The shutdown of the United States government due to a deadlock in Congress will have no immediate effect on the Philippine economy, a Malacanang official said on Tuesday.
In a text message, Strategic Communications Secretary Ramon Carandang said the Palace does not see a “significant impact” of the shutdown in the country’s economy, at least on the short-term.
“We don’t foresee a significant impact in our economic fundamentals. That would depend though how long the shutdown lasts,” Carandang said.
Washington lurched into a dreaded government shutdown early Tuesday (Manila time) for the first time in 17 years, triggering agency closures and hundreds of thousands of furloughs as Congress missed a deadline to pass a budget.
Palace deputy spokesman Abigail Valte said the Palace has not received any notice for possible change in President Barack Obama’s trip to Manila next week.

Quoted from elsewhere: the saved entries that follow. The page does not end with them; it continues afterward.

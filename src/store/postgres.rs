//! PostgreSQL record store. Table DDL, single-row queries, chunked batch insert in one
//! transaction, and TRUNCATE with identity reset.

use super::CustomerStore;
use crate::error::StoreError;
use crate::model::{Customer, CustomerPatch, NewCustomer, Page, CUSTOMERS_TABLE, EMAIL_UNIQUE_CONSTRAINT};
use async_trait::async_trait;
use sqlx::postgres::{PgConnectOptions, PgPoolOptions};
use sqlx::{ConnectOptions, PgPool, Postgres, QueryBuilder};
use std::collections::HashSet;
use std::str::FromStr;

const COLUMNS: &str = "id, name, age, email";

/// Rows per multi-row INSERT. Three binds per row keeps a chunk far below the 65535 bind limit.
const INSERT_CHUNK_ROWS: usize = 5_000;

#[derive(Clone)]
pub struct PgCustomerStore {
    pool: PgPool,
}

impl PgCustomerStore {
    pub fn new(pool: PgPool) -> Self {
        PgCustomerStore { pool }
    }

    /// Open a pool against `database_url`.
    pub async fn connect(database_url: &str, max_connections: u32) -> Result<Self, StoreError> {
        let pool = PgPoolOptions::new()
            .max_connections(max_connections)
            .connect(database_url)
            .await?;
        Ok(PgCustomerStore { pool })
    }

    pub fn pool(&self) -> &PgPool {
        &self.pool
    }
}

#[async_trait]
impl CustomerStore for PgCustomerStore {
    async fn ensure_schema(&self) -> Result<(), StoreError> {
        let ddl = format!(
            r#"
            CREATE TABLE IF NOT EXISTS {} (
                id SERIAL PRIMARY KEY,
                name VARCHAR(255) NOT NULL,
                age INTEGER NOT NULL,
                email VARCHAR(255) NOT NULL CONSTRAINT {} UNIQUE
            )
            "#,
            CUSTOMERS_TABLE, EMAIL_UNIQUE_CONSTRAINT
        );
        sqlx::query(&ddl).execute(&self.pool).await?;
        let name_index = format!(
            "CREATE INDEX IF NOT EXISTS ix_{0}_name ON {0} (name)",
            CUSTOMERS_TABLE
        );
        sqlx::query(&name_index).execute(&self.pool).await?;
        Ok(())
    }

    async fn ping(&self) -> Result<(), StoreError> {
        sqlx::query("SELECT 1").fetch_optional(&self.pool).await?;
        Ok(())
    }

    async fn count(&self) -> Result<u64, StoreError> {
        let (n,): (i64,) = sqlx::query_as(&format!("SELECT COUNT(*) FROM {}", CUSTOMERS_TABLE))
            .fetch_one(&self.pool)
            .await?;
        Ok(n.max(0) as u64)
    }

    async fn get(&self, id: i32) -> Result<Option<Customer>, StoreError> {
        let sql = format!("SELECT {} FROM {} WHERE id = $1", COLUMNS, CUSTOMERS_TABLE);
        tracing::debug!(sql = %sql, id, "query");
        let row = sqlx::query_as::<_, Customer>(&sql)
            .bind(id)
            .fetch_optional(&self.pool)
            .await?;
        Ok(row)
    }

    async fn get_by_email(&self, email: &str) -> Result<Option<Customer>, StoreError> {
        let sql = format!("SELECT {} FROM {} WHERE email = $1", COLUMNS, CUSTOMERS_TABLE);
        tracing::debug!(sql = %sql, email, "query");
        let row = sqlx::query_as::<_, Customer>(&sql)
            .bind(email)
            .fetch_optional(&self.pool)
            .await?;
        Ok(row)
    }

    async fn list(&self, skip: u64, limit: u64) -> Result<Page<Customer>, StoreError> {
        let sql = format!(
            "SELECT {} FROM {} ORDER BY id OFFSET $1 LIMIT $2",
            COLUMNS, CUSTOMERS_TABLE
        );
        tracing::debug!(sql = %sql, skip, limit, "query");
        let records = sqlx::query_as::<_, Customer>(&sql)
            .bind(i64::try_from(skip).unwrap_or(i64::MAX))
            .bind(i64::try_from(limit).unwrap_or(i64::MAX))
            .fetch_all(&self.pool)
            .await?;
        let total = self.count().await?;
        Ok(Page {
            records,
            total,
            skip,
            limit,
        })
    }

    async fn insert(&self, customer: &NewCustomer) -> Result<Customer, StoreError> {
        let sql = format!(
            "INSERT INTO {} (name, age, email) VALUES ($1, $2, $3) RETURNING {}",
            CUSTOMERS_TABLE, COLUMNS
        );
        tracing::debug!(sql = %sql, email = %customer.email, "query");
        sqlx::query_as::<_, Customer>(&sql)
            .bind(&customer.name)
            .bind(customer.age)
            .bind(&customer.email)
            .fetch_one(&self.pool)
            .await
            .map_err(|e| StoreError::from_sqlx(e, Some(&customer.email)))
    }

    async fn update(&self, id: i32, patch: &CustomerPatch) -> Result<Option<Customer>, StoreError> {
        if patch.is_empty() {
            return self.get(id).await;
        }
        let mut qb: QueryBuilder<Postgres> = QueryBuilder::new(format!("UPDATE {} SET ", CUSTOMERS_TABLE));
        {
            let mut set = qb.separated(", ");
            if let Some(name) = &patch.name {
                set.push("name = ").push_bind_unseparated(name);
            }
            if let Some(age) = patch.age {
                set.push("age = ").push_bind_unseparated(age);
            }
            if let Some(email) = &patch.email {
                set.push("email = ").push_bind_unseparated(email);
            }
        }
        qb.push(" WHERE id = ").push_bind(id);
        qb.push(format!(" RETURNING {}", COLUMNS));
        tracing::debug!(sql = %qb.sql(), id, "query");
        qb.build_query_as::<Customer>()
            .fetch_optional(&self.pool)
            .await
            .map_err(|e| StoreError::from_sqlx(e, patch.email.as_deref()))
    }

    async fn delete(&self, id: i32) -> Result<Option<Customer>, StoreError> {
        let sql = format!("DELETE FROM {} WHERE id = $1 RETURNING {}", CUSTOMERS_TABLE, COLUMNS);
        tracing::debug!(sql = %sql, id, "query");
        let row = sqlx::query_as::<_, Customer>(&sql)
            .bind(id)
            .fetch_optional(&self.pool)
            .await?;
        Ok(row)
    }

    async fn all_emails(&self) -> Result<HashSet<String>, StoreError> {
        let emails: Vec<String> = sqlx::query_scalar(&format!("SELECT email FROM {}", CUSTOMERS_TABLE))
            .fetch_all(&self.pool)
            .await?;
        Ok(emails.into_iter().collect())
    }

    async fn insert_batch(&self, customers: &[NewCustomer]) -> Result<u64, StoreError> {
        if customers.is_empty() {
            return Ok(0);
        }
        // Dropping the transaction without commit rolls it back.
        let mut tx = self.pool.begin().await?;
        let mut inserted = 0u64;
        for chunk in customers.chunks(INSERT_CHUNK_ROWS) {
            let mut qb: QueryBuilder<Postgres> =
                QueryBuilder::new(format!("INSERT INTO {} (name, age, email) ", CUSTOMERS_TABLE));
            qb.push_values(chunk, |mut row, c| {
                row.push_bind(&c.name).push_bind(c.age).push_bind(&c.email);
            });
            let result = qb.build().execute(&mut *tx).await?;
            inserted += result.rows_affected();
            tracing::debug!(rows = chunk.len(), inserted, "batch chunk (tx)");
        }
        tx.commit().await?;
        Ok(inserted)
    }

    async fn clear(&self) -> Result<(), StoreError> {
        let mut tx = self.pool.begin().await?;
        sqlx::query(&format!("TRUNCATE TABLE {} RESTART IDENTITY", CUSTOMERS_TABLE))
            .execute(&mut *tx)
            .await?;
        tx.commit().await?;
        Ok(())
    }
}

/// Ensure the database in `database_url` exists; create it if not. Connects to the
/// default `postgres` database to run CREATE DATABASE. Call before opening the main pool.
pub async fn ensure_database_exists(database_url: &str) -> Result<(), StoreError> {
    let (admin_url, db_name) = parse_db_name_from_url(database_url)?;
    if db_name.is_empty() || db_name == "postgres" {
        return Ok(());
    }
    let opts = PgConnectOptions::from_str(&admin_url)
        .map_err(|e| StoreError::Unavailable(format!("invalid DATABASE_URL: {}", e)))?;
    let mut conn: sqlx::PgConnection = opts.connect().await?;
    let exists: (bool,) = sqlx::query_as("SELECT EXISTS(SELECT 1 FROM pg_database WHERE datname = $1)")
        .bind(&db_name)
        .fetch_one(&mut conn)
        .await?;
    if !exists.0 {
        tracing::info!(database = %db_name, "creating database");
        sqlx::query(&format!("CREATE DATABASE {}", quote_ident(&db_name)))
            .execute(&mut conn)
            .await?;
    }
    Ok(())
}

/// Split `database_url` into an admin URL on the `postgres` database and the target database
/// name. The name is empty when the URL has no path.
fn parse_db_name_from_url(url: &str) -> Result<(String, String), StoreError> {
    let (base, query) = match url.split_once('?') {
        Some((base, query)) => (base, Some(query)),
        None => (url, None),
    };
    let authority_start = base
        .find("://")
        .map(|i| i + 3)
        .ok_or_else(|| StoreError::Unavailable("DATABASE_URL: missing scheme".into()))?;
    let path_start = match base[authority_start..].find('/') {
        Some(i) => authority_start + i,
        None => return Ok((url.to_string(), String::new())),
    };
    let db_name = base[path_start + 1..].trim();
    let admin_url = match query {
        Some(q) => format!("{}/postgres?{}", &base[..path_start], q),
        None => format!("{}/postgres", &base[..path_start]),
    };
    Ok((admin_url, db_name.to_string()))
}

fn quote_ident(name: &str) -> String {
    format!("\"{}\"", name.replace('"', "\"\""))
}

#[cfg(test)]
mod tests {
    use super::*;

    #[test]
    fn admin_url_targets_postgres_database() {
        let (admin, db) = parse_db_name_from_url("postgres://u:p@localhost:5432/customers").unwrap();
        assert_eq!(admin, "postgres://u:p@localhost:5432/postgres");
        assert_eq!(db, "customers");
    }

    #[test]
    fn admin_url_keeps_query_string() {
        let (admin, db) = parse_db_name_from_url("postgres://localhost/shop?sslmode=disable").unwrap();
        assert_eq!(admin, "postgres://localhost/postgres?sslmode=disable");
        assert_eq!(db, "shop");
    }

    #[test]
    fn slash_in_query_string_is_not_the_database() {
        let (admin, db) =
            parse_db_name_from_url("postgres://u@db:5432/customers?sslrootcert=/certs/ca.pem").unwrap();
        assert_eq!(admin, "postgres://u@db:5432/postgres?sslrootcert=/certs/ca.pem");
        assert_eq!(db, "customers");
    }

    #[test]
    fn url_without_path_names_no_database() {
        let (admin, db) = parse_db_name_from_url("postgres://u@db:5432").unwrap();
        assert_eq!(admin, "postgres://u@db:5432");
        assert_eq!(db, "");
        let (_, db) = parse_db_name_from_url("postgres://u@db:5432?sslmode=require").unwrap();
        assert_eq!(db, "");
    }

    #[test]
    fn url_without_scheme_is_rejected() {
        assert!(matches!(
            parse_db_name_from_url("localhost/customers"),
            Err(StoreError::Unavailable(_))
        ));
    }

    #[test]
    fn identifiers_are_double_quoted() {
        assert_eq!(quote_ident("my\"db"), "\"my\"\"db\"");
    }
}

“I checked with the Department of Foreign Affairs and, as of this moment, we have not received any notice that the trip will not proceed,” she said
“No notice yet but we don’t know in the coming days. Surely the DFA (Department of Foreign Affairs) will update us should any notice be given,” she added.
Obama is scheduled to make his first visit to the Philippines on October 11 to 12 as part of a swing to Southeast Asia.
Obama is also scheduled to travel to Bali, Indonesia to attend the Asia-Pacific Economic Cooperation (APEC) Summit and to Brunei for the Association of Southeast Asian Nations summit with Aquino and other leaders from Asean, Japan, China, and Australia. He will also visit Malaysia.